Vascular endothelial growth factor (VEGFA), a pivotal regulator of angiogenesis and valuable therapeutic target, is characterised by alternative splicing which generates three principal isoforms, VEGFA(121), VEGFA(165) and VEGFA(189). A second set of anti-angiogenic isoforms termed VEGFA(xxx)b that utilise an alternative splice site in the final exon have been widely reported, with mRNA detection based principally upon RT-PCR assays. We sought confirmation of the existence of the VEGFA(xxx)b isoforms within the abundant RNA sequencing data available publicly.
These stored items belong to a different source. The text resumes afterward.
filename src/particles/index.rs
//! Uniform-cell spatial index over particle positions.
//!
//! The grid spans the positions' own bounding box with roughly one particle
//! per cell. Queries that miss that box return immediately, which keeps
//! speculative queries (e.g. periodic images of a box) cheap.
use super::bbox::BoundingBox;
use nalgebra::Vector3;

#[derive(Clone, Debug, Default)]
pub struct CellIndex {
    bounds: Option<BoundingBox>,
    counts: [usize; 3],
    cell_size: [f64; 3],
    cells: Vec<Vec<usize>>,
}

impl CellIndex {
    pub fn build(positions: &[Vector3<f64>]) -> Self {
        let Some(bounds) = BoundingBox::from_points(positions) else {
            return Self::default();
        };
        let per_axis = (positions.len() as f64).cbrt().ceil().max(1.0) as usize;
        let extents = bounds.extents();
        let mut counts = [1usize; 3];
        let mut cell_size = [1.0f64; 3];
        for a in 0..3 {
            if extents[a] > 0.0 {
                counts[a] = per_axis;
                cell_size[a] = extents[a] / per_axis as f64;
            }
        }
        let mut index = Self {
            bounds: Some(bounds),
            counts,
            cell_size,
            cells: vec![Vec::new(); counts.iter().product()],
        };
        for (i, p) in positions.iter().enumerate() {
            let c = index.cell_coords(p);
            let flat = index.flat(c);
            index.cells[flat].push(i);
        }
        index
    }

    /// Indices of `positions` inside `query`, sorted ascending.
    pub fn query(&self, positions: &[Vector3<f64>], query: &BoundingBox) -> Vec<usize> {
        let Some(bounds) = self.bounds else {
            return Vec::new();
        };
        if !bounds.intersects(query) {
            return Vec::new();
        }
        let lo = self.cell_coords(&query.min);
        let hi = self.cell_coords(&query.max);
        let mut found = Vec::new();
        for z in lo[2]..=hi[2] {
            for y in lo[1]..=hi[1] {
                for x in lo[0]..=hi[0] {
                    let cell = &self.cells[self.flat([x, y, z])];
                    found.extend(cell.iter().copied().filter(|&i| query.contains(&positions[i])));
                }
            }
        }
        found.sort_unstable();
        found
    }

    fn cell_coords(&self, p: &Vector3<f64>) -> [usize; 3] {
        let origin = self.bounds.map(|b| b.min).unwrap_or_else(Vector3::zeros);
        let mut c = [0usize; 3];
        for a in 0..3 {
            let t = ((p[a] - origin[a]) / self.cell_size[a]).floor();
            c[a] = if t.is_nan() || t < 0.0 {
                0
            } else {
                (t as usize).min(self.counts[a] - 1)
            };
        }
        c
    }

    fn flat(&self, c: [usize; 3]) -> usize {
        c[0] + self.counts[0] * (c[1] + self.counts[1] * c[2])
    }
}

#[cfg(test)]
mod tests {
    use super::*;

    fn lattice(n: usize) -> Vec<Vector3<f64>> {
        let mut out = Vec::new();
        for z in 0..n {
            for y in 0..n {
                for x in 0..n {
                    out.push(Vector3::new(x as f64, y as f64, z as f64));
                }
            }
        }
        out
    }

    #[test]
    fn query_matches_brute_force() {
        let pts = lattice(6);
        let index = CellIndex::build(&pts);
        let query = BoundingBox::new(Vector3::new(1.5, 0.0, 2.0), Vector3::new(3.0, 2.5, 4.5));
        let expected: Vec<usize> = (0..pts.len()).filter(|&i| query.contains(&pts[i])).collect();
        assert_eq!(index.query(&pts, &query), expected);
        assert_eq!(expected.len(), 2 * 3 * 3);
    }

    #[test]
    fn distant_query_is_empty() {
        let pts = lattice(3);
        let index = CellIndex::build(&pts);
        assert!(index.query(&pts, &BoundingBox::cube(10.0, 11.0)).is_empty());
        assert!(CellIndex::build(&[]).query(&[], &BoundingBox::cube(0.0, 1.0)).is_empty());
    }

    #[test]
    fn flat_positions_index() {
        let pts: Vec<_> = (0..10).map(|i| Vector3::new(i as f64, 0.5 * i as f64, 2.0)).collect();
        let index = CellIndex::build(&pts);
        let query = BoundingBox::new(Vector3::new(2.0, 0.0, 0.0), Vector3::new(5.0, 10.0, 5.0));
        assert_eq!(index.query(&pts, &query), vec![2, 3, 4, 5]);
    }
}
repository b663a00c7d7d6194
#![allow(dead_code)]

pub mod synthetic_image;
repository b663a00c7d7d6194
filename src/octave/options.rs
use serde::Deserialize;

/// Knobs shared by every octave of a multiscale finder.
#[derive(Clone, Copy, Debug, Deserialize, PartialEq)]
#[serde(default)]
pub struct OctaveOptions {
    /// Number of DoG layers searched for extrema per octave (>= 1).
    pub n_layers: usize,
    /// Blur (Gaussian sigma, pixels) of the first layer of each octave.
    pub radius_preblur: f32,
    /// Minimum DoG magnitude for a minimum to be reported.
    pub min_response: f32,
}

impl Default for OctaveOptions {
    fn default() -> Self {
        Self {
            n_layers: 3,
            radius_preblur: 1.6,
            min_response: 0.01,
        }
    }
}

impl OctaveOptions {
    pub fn new(n_layers: usize) -> Self {
        Self {
            n_layers,
            ..Default::default()
        }
    }

    pub fn with_radius_preblur(mut self, k: f32) -> Self {
        self.radius_preblur = k;
        self
    }

    pub fn with_min_response(mut self, min_response: f32) -> Self {
        self.min_response = min_response;
        self
    }
}
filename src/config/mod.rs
pub mod multiscale;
Whilst sequences derived specifically from each of the canonical VEGFA isoforms were present in many tissues, there were no sequences derived from VEGFA(xxx)b isoforms. Sequencing of approximately 50,000 RT-PCR products spanning the exon 7–8 junction in 10 tissues did not identify any VEGFA(xxx)b transcripts. The absence or extremely low expression of these transcripts in vivo indicates that VEGFA(xxx)b isoforms are unlikely to play a role in normal physiology. Our analyses also revealed multiple novel splicing events supported by more reads than previously reported for VEGFA(145) and VEGFA(148) isoforms, including three from novel first exons consistent with existing transcription start site data. These novel VEGFA isoforms may play significant roles in specific cell types.